Nuoro, il terrore dei contagi nel laboratorio di analisi

La Uil: personale insufficiente e spazi ridottissimi. Riaperto il Pronto soccorso. Il consigliere regionale Cocco (Leu): Ats si attivi sulla gestione dell’emergenza  

NUORO. Come se si fosse scoperchiata una pentola colma di problemi in grado di mettere in ginocchio il gigante della sanità nuorese, l’ospedale San Francesco. Dopo la chiusura, da venerdì e per la giornata di sabato, del Pronto soccorso dell’ospedale per la presenza di sei pazienti Covid – chiusura in parte rientrata ieri –, il grido d’allarme arriva ora dal laboratorio Biomedico. E ha ancora una volta a che fare con l’emergenza sanitaria, e in particolare con la spaventosa carenza di personale, nodo cruciale della vertenza sanità. La segnalazione viene fatta dalla Uil - Federazione poteri locali, Nuoro e Ogliastra, che chiedono l’intervento dell’assessore regionale alla Sanità Nieddu e dei vertici della Assl, Grazia Cattina, e del Distretto, Gesuina Cherchi. «Finora nessuno ha considerato la carenza del materiale umano, tecnologico e logistico, a chi viene chiesto di processare ogni giorno fino a mille tamponi (di cui qualche centinaio provenienti dal “drive-in”; e talvolta centinaia di campioni provenienti da Oristano d Olbia; a cui si sommano i tamponi provenienti da Lanusei, oltre allo screening regolare effettuato su tutto il personale sanitario e dall’Usca); si aggiunga che il tutto viene realizzato in locali sottodimensionati, con l’utilizzo di strutture tecniche non al passo con i tempi».

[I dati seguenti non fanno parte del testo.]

//! Local HTTP server hosting the discovery endpoint.

use std::net::{IpAddr, SocketAddr};
use std::sync::Arc;

use anyhow::{Result, anyhow};
use apiscribe_engine::DiscoveryService;
use tokio::task::JoinHandle;
use tokio_util::sync::CancellationToken;
use tracing::{info, warn};

use crate::server::routes::router;

/// Host configuration for a discovery HTTP server instance.
pub struct McpHttpServer {
    bind_address: SocketAddr,
    service: Arc<DiscoveryService>,
}

impl McpHttpServer {
    /// Create a new server bound to the provided address.
    pub fn new(bind_address: SocketAddr, service: Arc<DiscoveryService>) -> Self {
        Self { bind_address, service }
    }

    /// Start the server and return a handle for runtime inspection and shutdown.
    pub async fn start(self) -> Result<RunningMcpHttpServer> {
        let cancellation_token = CancellationToken::new();
        let router = router(Arc::clone(&self.service));
        let listener = tokio::net::TcpListener::bind(self.bind_address).await?;
        let bound_address = listener.local_addr()?;

        let server_handle = tokio::spawn({
            let shutdown = cancellation_token.child_token();
            async move {
                let served = axum::serve(listener, router)
                    .with_graceful_shutdown(async move {
                        shutdown.cancelled().await;
                    })
                    .await;
                if let Err(error) = served {
                    warn!(%error, "discovery HTTP server stopped with an error");
                }
            }
        });

        info!(address = %bound_address, "discovery HTTP server listening");
        Ok(RunningMcpHttpServer {
            bind_address: bound_address,
            cancellation_token,
            server_handle,
        })
    }
}

/// Runtime handle for a running discovery HTTP server.
#[derive(Debug)]
pub struct RunningMcpHttpServer {
    bind_address: SocketAddr,
    cancellation_token: CancellationToken,
    server_handle: JoinHandle<()>,
}

impl RunningMcpHttpServer {
    /// Return the bound socket address for the running server.
    pub fn bound_address(&self) -> SocketAddr {
        self.bind_address
    }

    /// Stop the server and wait for in-flight requests to finish.
    pub async fn stop(self) -> Result<()> {
        self.cancellation_token.cancel();
        self.server_handle
            .await
            .map_err(|error| anyhow!("discovery HTTP server task failed: {error}"))?;
        Ok(())
    }
}

/// Resolve the bind address, falling back to the configured default.
///
/// Non-loopback addresses are allowed but logged, since the document exposes
/// the full handler surface of the host.
pub fn resolve_bind_address(bind_address: Option<&str>, default: &str) -> Result<SocketAddr> {
    let address = bind_address.unwrap_or(default);
    let parsed: SocketAddr = address
        .parse()
        .map_err(|error| anyhow!("invalid HTTP bind address '{address}': {error}"))?;
    if !is_loopback(parsed.ip()) {
        warn!(address = %parsed, "discovery HTTP server bound to a non-loopback address");
    }
    Ok(parsed)
}

fn is_loopback(address: IpAddr) -> bool {
    match address {
        IpAddr::V4(ip) => ip.is_loopback(),
        IpAddr::V6(ip) => ip.is_loopback(),
    }
}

«Non si capisce come di fatto si possa parlare tanto di distanziamento sociale, quando all’interno dell’ospedale di Nuoro, proprio nel luogo dove vengono analizzati i tamponi, si lavora con il patema d’animo, in spazi ridottissimi ed inadeguati, con colleghi che da un giorno all’altro diventano positivi e con il pensiero fisso di poter essere stati contagiati a causa dell’obbligatorietà a lavorare freneticamente, data la grave carenza d’organico», scrivono Franco Licheri e Raffaella Murgia della Uil Fpl Nuoro e Ogliastra. C’è anche un problema legato agli strumenti, e non è un caso che proprio il macchinario che analizza i tamponi dovrà essere sottoposto oggi a una revisione: «Strumentazione obsoleta che necessità di interventi di riparazione giornaliera, fianco a fianco, durante tutto il turno lavorativo, proprio a causa della mancanza di spazi sufficientemente distanziati».

Il problema degli organici, denuncia la Uil, è analogo anche negli uffici dell’Igiene pubblica: potenziarli è indispensabile per dare risposte in tempi stretti sull’esito dei tamponi, tempi che spesso si estendono oltre il doveroso, “periodo finestra”. Peraltro a tutt’oggi, nel reparto Malattie infettive, non è ancora stata avviata l’attività di vaccinazione antinfluenzale per il personale sanitario, reparto in cui il numero di ricoverati attuali è ulteriormente cresciuto da 29 a 33 posti letto.

Sul caos dei giorni scorsi al Pronto soccorso, interviene invece il consigliere regionale di Leu Daniele Cocco, che già il 24 settembre e il 13 ottobre aveva rivolto due interrogazioni all’assessore regionale alla Sanità, «sulle gravi problematiche legate alla gestione dell’emergenza Covid all’ospedale San Francesco, senza avere risposta».

«Il personale sanitario, pur prestando servizio con intolleranti carichi di lavoro e in difficili condizioni operative e di sicurezza sanitaria non riesce a garantire un’adeguata assistenza, pertanto, in questo particolare momento di emergenza sanitaria dovuta al diffondersi della seconda ondata di infezione da Covid-19, ritengo fondamentale che l’Ats intervenga nella gestione dell’emergenza con l’individuazione di nuovi spazi e l’assunzione di nuovo personale specialmente nei reparti Covid e Pronto soccorso».